Industry Voices: M4 Investments’ Colin Martodam

October 27, 2023

Industry Voices: M4 Investments’ Colin Martodam

📸 Snapshots

“An old saying I’ve hung onto is “paid right, priced right”. The basic takeaway is that if you’re not charging enough, not buying right, and overpaying employees, you’re not going to succeed.”

“The days are gone when you just place an ad and qualified people show up.”

Colin Martodam

Intro

We sat down with Colin Martodam, owner of M4 Investments, to talk about how he assesses and operates HVAC businesses, and what big trends he thinks about.

Below is a summary of our conversation, edited for clarity:

How did you find yourself in the HVAC industry?

So I grew up in a small town in Canada. I didn’t like school that much, but I was okay at it. I was business-minded and did a bunch of jobs growing up through high school. I didn’t end up going to college and instead got a job at a neighbor's plumbing and heating company.

In Canada, it’s required to enroll as an apprentice after ten months of working for a contractor, so once I hit that point, I started getting schooling and did that for four years until I got my journeyman’s certificate. I worked for eight to ten years as an installer before getting into management.

Now you own M4 Investments.
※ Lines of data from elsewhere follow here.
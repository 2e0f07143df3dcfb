use std::path::Path;

use serde::Deserialize;

use super::AuthError;

/// OAuth client registration downloaded from the Google Cloud console.
#[derive(Debug, Clone, Deserialize)]
pub struct ClientSecret {
    pub client_id: String,
    pub client_secret: String,
    #[serde(default = "default_auth_uri")]
    pub auth_uri: String,
    #[serde(default = "default_token_uri")]
    pub token_uri: String,
}

#[derive(Deserialize)]
struct ClientSecretFile {
    installed: Option<ClientSecret>,
    web: Option<ClientSecret>,
}

fn default_auth_uri() -> String {
    "https://accounts.google.com/o/oauth2/auth".to_string()
}

fn default_token_uri() -> String {
    "https://oauth2.googleapis.com/token".to_string()
}

impl ClientSecret {
    pub async fn from_file(path: &Path) -> Result<Self, AuthError> {
        let content = tokio::fs::read_to_string(path)
            .await
            .map_err(|source| AuthError::Io {
                path: path.to_path_buf(),
                source,
            })?;
        Self::from_json(&content)
    }

    pub fn from_json(json: &str) -> Result<Self, AuthError> {
        let file: ClientSecretFile = serde_json::from_str(json)?;
        file.installed
            .or(file.web)
            .ok_or(AuthError::UnsupportedClientSecret)
    }
}

#[cfg(test)]
mod tests {
    use super::*;

    #[test]
    fn test_installed_app_secret() {
        let json = r#"{"installed":{"client_id":"123.apps.googleusercontent.com","project_id":"archivist","auth_uri":"https://accounts.google.com/o/oauth2/auth","token_uri":"https://oauth2.googleapis.com/token","client_secret":"GOCSPX-x","redirect_uris":["http://localhost"]}}"#;
        let secret = ClientSecret::from_json(json).unwrap();
        assert_eq!(secret.client_id, "123.apps.googleusercontent.com");
        assert_eq!(secret.client_secret, "GOCSPX-x");
        assert_eq!(secret.token_uri, "https://oauth2.googleapis.com/token");
    }

    #[test]
    fn test_web_secret_with_defaults() {
        let json = r#"{"web":{"client_id":"abc","client_secret":"def"}}"#;
        let secret = ClientSecret::from_json(json).unwrap();
        assert_eq!(secret.auth_uri, "https://accounts.google.com/o/oauth2/auth");
    }

    #[test]
    fn test_unknown_layout_rejected() {
        let err = ClientSecret::from_json(r#"{"other":{}}"#).unwrap_err();
        assert!(matches!(err, AuthError::UnsupportedClientSecret));
    }
}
What is that?

I’ve bought and run different service companies, and M4 is the investment vehicle I use when I do that. It gives me tax benefits, personally, but it’s just the vehicle I use to operate the companies I buy.
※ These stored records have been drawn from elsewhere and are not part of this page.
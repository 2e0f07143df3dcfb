use std::path::PathBuf;

use async_trait::async_trait;
use tracing::{debug, info};

use super::{AuthError, Credential};

/// Durable home of the bot's single credential.
#[async_trait]
pub trait CredentialStore: Send + Sync {
    async fn load(&self) -> Result<Option<Credential>, AuthError>;

    /// Replaces whatever was stored before.
    async fn save(&self, credential: &Credential) -> Result<(), AuthError>;
}

/// Credential kept as JSON in a local token file.
pub struct FileCredentialStore {
    path: PathBuf,
}

impl FileCredentialStore {
    pub fn new(path: impl Into<PathBuf>) -> Self {
        Self { path: path.into() }
    }

    fn io_error(&self, source: std::io::Error) -> AuthError {
        AuthError::Io {
            path: self.path.clone(),
            source,
        }
    }
}

#[async_trait]
impl CredentialStore for FileCredentialStore {
    async fn load(&self) -> Result<Option<Credential>, AuthError> {
        let content = match tokio::fs::read_to_string(&self.path).await {
            Ok(content) => content,
            Err(e) if e.kind() == std::io::ErrorKind::NotFound => {
                debug!("No token file at {}", self.path.display());
                return Ok(None);
            }
            Err(e) => return Err(self.io_error(e)),
        };

        info!("Using existing {}", self.path.display());
        Ok(Some(serde_json::from_str(&content)?))
    }

    async fn save(&self, credential: &Credential) -> Result<(), AuthError> {
        let json = serde_json::to_string_pretty(credential)?;
        tokio::fs::write(&self.path, json)
            .await
            .map_err(|e| self.io_error(e))?;
        info!("Saved credential to {}", self.path.display());
        Ok(())
    }
}

#[cfg(test)]
pub(crate) mod memory {
    use super::*;
    use tokio::sync::Mutex;

    /// In-memory store for tests; counts saves.
    #[derive(Default)]
    pub struct MemoryCredentialStore {
        credential: Mutex<Option<Credential>>,
        saves: Mutex<usize>,
    }

    impl MemoryCredentialStore {
        pub fn with(credential: Credential) -> Self {
            Self {
                credential: Mutex::new(Some(credential)),
                saves: Mutex::new(0),
            }
        }

        pub async fn current(&self) -> Option<Credential> {
            self.credential.lock().await.clone()
        }

        pub async fn save_count(&self) -> usize {
            *self.saves.lock().await
        }
    }

    #[async_trait]
    impl CredentialStore for MemoryCredentialStore {
        async fn load(&self) -> Result<Option<Credential>, AuthError> {
            Ok(self.credential.lock().await.clone())
        }

        async fn save(&self, credential: &Credential) -> Result<(), AuthError> {
            *self.credential.lock().await = Some(credential.clone());
            *self.saves.lock().await += 1;
            Ok(())
        }
    }
}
How do you assess different areas of the HVAC business?

There are two decisions that need to be made in this business: are we residential or commercial? Then, do we focus on new construction or service and replacement?

Residential allows you to deal with the end user, which I like. The homeowner is making a decision for themselves, and they want value, safety, and peace of mind. In commercial, you usually deal with a property manager or facility engineer who’s making decisions with colleagues and there are longer waiting times to approve work to be done.

With construction, you deal with big builders and margins are thin. A pro is that the relationships can yield recurring revenues, but because builders will bid jobs out for their own margin, it can become a price battle. You can drop 5-10% to the bottom line.

On the other hand, a well-structured service business can net 15-20%. There’s much more marketing there, but you can sell add-ons to offset that.

What are the growth drivers for those different areas?

Service and Replacement

  • Customer retention is huge. Membership plans serve as the backbone of the business because you don’t have to market to those customers after you’ve added them as a member. Marketing is expensive and competitive to get new customers.

  • The other parts are labor efficiency and employee retention. Blended technician costs (incl. installers) are around 18%, and when you add CSRs, support staff, and managers, it gets to about 30% of your total costs being labor. Managing that labor is a big deal.

New Construction

  • Relationships. Over time, relationships with builders can lead to recurring business.

  • Technology and putting together better package proposals. Meaning, add in UV lights, remote monitoring, and humidifiers on top of what you’re already selling to add to your overall ticket and gain some margin.

  • The case is that there’s an extra $5-10k per house to be made.

What do most people get wrong when running their business?

An old saying I’ve hung onto is “paid right, priced right”. The basic takeaway is that if you’re not charging enough, not buying right, and overpaying employees, you’re not going to succeed.

Most owners have a mechanical background, not a business one. For example, when I bought my previous company, they were paying $10k a month for three billboards in locations that weren’t worth the cost and had no way of measuring it. Some people have 14 trucks and only 8 people in the field. Like, why? Are you looking at every category of expenses? Because that can make or break things.

What big developments in the residential service and replacement market do you think about?

Two things: heat pumps and in-house training programs.

  1. Right now, there’s a big push for heat pumps to overtake gas systems. Even though it’s more expensive to produce heat with electricity, you get a lot more out of them from an energy efficiency standpoint. As the technology improves so that heat pumps are effective in colder markets, mass electrification could actually happen, and that includes other systems like appliances, too.

  2. The labor problem is a nonstop conversation, but I think companies must have a training center or full-time recruiting system in place every day. For example, a place where you can pay greenfield talent $800 a week to come in and learn, and in six weeks they can be running entry-level maintenance calls. Then six months down the line, maybe some diagnostic work. The days are gone when you just place an ad and qualified people show up.

If you could have dinner with anyone in history, who would it be?

There are so many that come to mind, but Malcolm Gladwell is definitely on my list. He's a best-selling writer who has single-handedly made me change the way I think. His books challenge how you look at yourself, others, and the world in a way you never would. It would be a great experience to have a one-on-one conversation with him to find out how else he can get my mind to journey to places it hasn't gone yet.